Por Adriana Aroulho, presidenta de SAP América Latina y el Caribe

Siempre he sostenido que liderar la transformación requiere una dosis mayor de coraje que de miedo. En mi trayectoria, he aprendido que el liderazgo no consiste en ser la mayor experta técnica, sino en tener la agudeza para hacer las preguntas correctas, identificar el talento apropiado, fomentar el trabajo en equipo y construir la confianza necesaria para que el cambio eche raíces. En plena era de la Inteligencia Artificial (IA), esta visión ha dejado de ser una ventaja competitiva para convertirse en una necesidad de supervivencia.

Hoy, la IA es el eje de la agenda corporativa. Sin embargo, al salir de los laboratorios para entrar en el corazón de las operaciones, nos enfrentamos a una verdad incómoda: la velocidad, por sí sola, no genera valor. El verdadero reto de las compañías no es la adopción de herramientas, sino la creación de un ecosistema donde estas funcionen con contexto, responsabilidad y resultados medibles.
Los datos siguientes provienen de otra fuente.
//! Tracing setup for the specdb CLI
//!
//! Usage:
//!   specdb --debug ...               # Debug logging to console
//!   RUST_LOG=specdb_server=debug ... # Fine-grained log control
//!
//! Environment variables:
//!   RUST_LOG                         # Log filter (default: info)

use anyhow::{anyhow, Result};
use tracing_subscriber::EnvFilter;

/// Tracing configuration options
#[derive(Debug, Clone, Default)]
pub struct TracingConfig {
    /// Enable debug logging (sets RUST_LOG=debug if not already set)
    pub debug: bool,
}

/// Initialize console tracing on stderr, so exports written to stdout stay clean.
pub fn init(config: &TracingConfig) -> Result<()> {
    let filter = if config.debug {
        // Debug mode: set debug level unless RUST_LOG is explicitly set
        EnvFilter::try_from_default_env().unwrap_or_else(|_| EnvFilter::new("debug"))
    } else {
        EnvFilter::try_from_default_env().unwrap_or_else(|_| EnvFilter::new("info"))
    };

    tracing_subscriber::fmt()
        .with_env_filter(filter)
        .with_target(config.debug) // Show targets in debug mode
        .with_writer(std::io::stderr)
        .compact()
        .try_init()
        .map_err(|err| anyhow!(err))
}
El síntoma: Muchos datos, poca madurez

A pesar de que el retorno de inversión (ROI) en proyectos de IA ya ronda el 16% —con miras a duplicarse en dos años—, existe una brecha crítica de confianza. Según investigaciones recientes de SAP y McKinsey, aunque casi todas las empresas están invirtiendo, apenas el 1% ha alcanzado una madurez real. ¿Por qué este desfase? La respuesta no está en la tecnología, sino en la gestión. Más de la mitad de las organizaciones aún temen no poder integrar sus datos de forma responsable y les preocupa el auge del shadow AI (el uso de herramientas no supervisadas). Esto nos dice que el valor de la IA no depende del algoritmo, sino de nuestra capacidad para conectarlo con la gobernanza y la estrategia.

El liderazgo como puente

La discusión sobre la IA es, en esencia, una discusión sobre el factor humano. La resistencia no suele venir de los empleados de primera línea; de hecho, la actitud positiva de los trabajadores hacia la IA aumenta del 15% al 55% cuando sienten el respaldo y la claridad de sus líderes (según datos de BCG).
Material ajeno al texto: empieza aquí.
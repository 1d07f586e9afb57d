//! Lenient date and time parsing for form and spreadsheet input
//!
//! Specimen labels were transcribed over many years, so dates arrive as
//! `27-Nov-2024`, `2024-11-27`, `11/27/2024`, Excel serial numbers and more.
//! Everything normalizes to ISO text before it reaches the database.

use chrono::{DateTime, Duration, NaiveDate, NaiveDateTime, NaiveTime};

/// Accepted date formats, tried in order.
const DATE_FORMATS: &[&str] = &[
    "%Y-%m-%d",
    "%d-%b-%Y",
    "%d-%B-%Y",
    "%d %b %Y",
    "%m/%d/%Y",
    "%m-%d-%Y",
    "%Y/%m/%d",
    "%d.%m.%Y",
    "%b %d, %Y",
    "%B %d, %Y",
];

const TIME_FORMATS: &[&str] = &["%H:%M", "%H:%M:%S", "%H%M", "%I:%M %p", "%I:%M%p"];

const DATETIME_FORMATS: &[&str] = &["%Y-%m-%d %H:%M:%S", "%Y-%m-%d %H:%M", "%Y-%m-%dT%H:%M:%S", "%Y-%m-%dT%H:%M"];

/// Parse a date in any accepted format.
pub fn parse_date(input: &str) -> Option<NaiveDate> {
    let s = input.trim();
    if s.is_empty() {
        return None;
    }
    if let Some(date) = DATE_FORMATS
        .iter()
        .find_map(|fmt| NaiveDate::parse_from_str(s, fmt).ok())
    {
        return Some(date);
    }
    // Spreadsheet cells that held a datetime.
    if let Some(dt) = parse_datetime(s) {
        return Some(dt.date());
    }
    excel_serial_date(s)
}

/// Parse a time of day in any accepted format.
pub fn parse_time(input: &str) -> Option<NaiveTime> {
    let s = input.trim();
    if s.is_empty() {
        return None;
    }
    TIME_FORMATS
        .iter()
        .find_map(|fmt| NaiveTime::parse_from_str(s, fmt).ok())
        .or_else(|| excel_serial_time(s))
}

/// Parse a timestamp: RFC 3339 first, then naive date-time forms.
pub fn parse_datetime(input: &str) -> Option<NaiveDateTime> {
    let s = input.trim();
    if let Ok(dt) = DateTime::parse_from_rfc3339(s) {
        return Some(dt.naive_utc());
    }
    DATETIME_FORMATS
        .iter()
        .find_map(|fmt| NaiveDateTime::parse_from_str(s, fmt).ok())
}

/// Parse a timestamp, accepting bare dates as midnight.
pub fn parse_timestamp(input: &str) -> Option<NaiveDateTime> {
    parse_datetime(input).or_else(|| {
        DATE_FORMATS
            .iter()
            .find_map(|fmt| NaiveDate::parse_from_str(input.trim(), fmt).ok())
            .and_then(|d| d.and_hms_opt(0, 0, 0))
    })
}

/// Excel stores dates as days since 1899-12-30. Small numbers are more
/// likely years or counts than dates, so serials start in 1927.
fn excel_serial_date(s: &str) -> Option<NaiveDate> {
    let serial: f64 = s.parse().ok()?;
    if !(10_000.0..=2_958_465.0).contains(&serial) {
        return None;
    }
    let epoch = NaiveDate::from_ymd_opt(1899, 12, 30)?;
    epoch.checked_add_signed(Duration::days(serial.trunc() as i64))
}

/// Fraction of a day, as Excel stores times.
fn excel_serial_time(s: &str) -> Option<NaiveTime> {
    let fraction: f64 = s.parse().ok()?;
    if !(0.0..1.0).contains(&fraction) {
        return None;
    }
    let secs = (fraction * 86_400.0).round() as u32;
    NaiveTime::from_num_seconds_from_midnight_opt(secs.min(86_399), 0)
}

/// ISO form stored in date columns.
pub fn format_date(date: NaiveDate) -> String {
    date.format("%Y-%m-%d").to_string()
}

/// `HH:MM[:SS]` form stored in time columns.
pub fn format_time(time: NaiveTime) -> String {
    time.format("%H:%M:%S").to_string()
}

pub fn format_timestamp(dt: NaiveDateTime) -> String {
    dt.format("%Y-%m-%d %H:%M:%S").to_string()
}

#[cfg(test)]
mod tests {
    use super::*;

    fn ymd(y: i32, m: u32, d: u32) -> NaiveDate {
        NaiveDate::from_ymd_opt(y, m, d).unwrap()
    }

    #[test]
    fn parses_label_formats() {
        assert_eq!(parse_date("27-Nov-2024"), Some(ymd(2024, 11, 27)));
        assert_eq!(parse_date("2024-11-27"), Some(ymd(2024, 11, 27)));
        assert_eq!(parse_date("11/27/2024"), Some(ymd(2024, 11, 27)));
        assert_eq!(parse_date(" 27-November-2024 "), Some(ymd(2024, 11, 27)));
        assert_eq!(parse_date("2024-11-27 00:00:00"), Some(ymd(2024, 11, 27)));
    }

    #[test]
    fn parses_excel_serials() {
        assert_eq!(parse_date("45623"), Some(ymd(2024, 11, 27)));
        assert_eq!(parse_time("0.5"), NaiveTime::from_hms_opt(12, 0, 0));
    }

    #[test]
    fn rejects_garbage() {
        assert_eq!(parse_date("sometime in spring"), None);
        assert_eq!(parse_date("2024"), None);
        assert_eq!(parse_date(""), None);
        assert_eq!(parse_time("25:99"), None);
    }

    #[test]
    fn parses_military_time() {
        assert_eq!(parse_time("14:30"), NaiveTime::from_hms_opt(14, 30, 0));
        assert_eq!(parse_time("1430"), NaiveTime::from_hms_opt(14, 30, 0));
        assert_eq!(parse_time("2:30 PM"), NaiveTime::from_hms_opt(14, 30, 0));
    }

    #[test]
    fn timestamps_accept_bare_dates() {
        let ts = parse_timestamp("2024-11-27").unwrap();
        assert_eq!(format_timestamp(ts), "2024-11-27 00:00:00");
    }
}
Cuando un líder se involucra, la IA deja de ser una amenaza para convertirse en una herramienta de innovación. Sin ese «patrocinio» visible y una hoja de ruta clara, la tecnología solo añade una capa extra de ansiedad organizacional en lugar de ser una palanca de productividad.

Contexto: La diferencia entre optimizar y transformar

El valor real de la IA nace cuando la tecnología comprende el contexto del negocio: prioridades estratégicas, reglas de compliance, impacto financiero y objetivos a largo plazo. Sin contexto, la IA puede optimizar una métrica aislada, pero fallar estrepitosamente en lo que realmente importa para la empresa.

La inteligencia artificial no ha venido a sustituir la importancia de la gestión; al contrario, ha elevado el listón.

Hoy se nos exige:

  • Empresas más integradas.
  • Decisiones con mejor gobernanza.
  • Líderes con una visión clara e inspiradora, capaces de movilizar a sus equipos para transformar la tecnología en procesos, los procesos en confianza y la confianza en resultados.

En la nueva economía, la tecnología es el motor que nos da velocidad, pero es la gestión la que tiene las manos en el volante.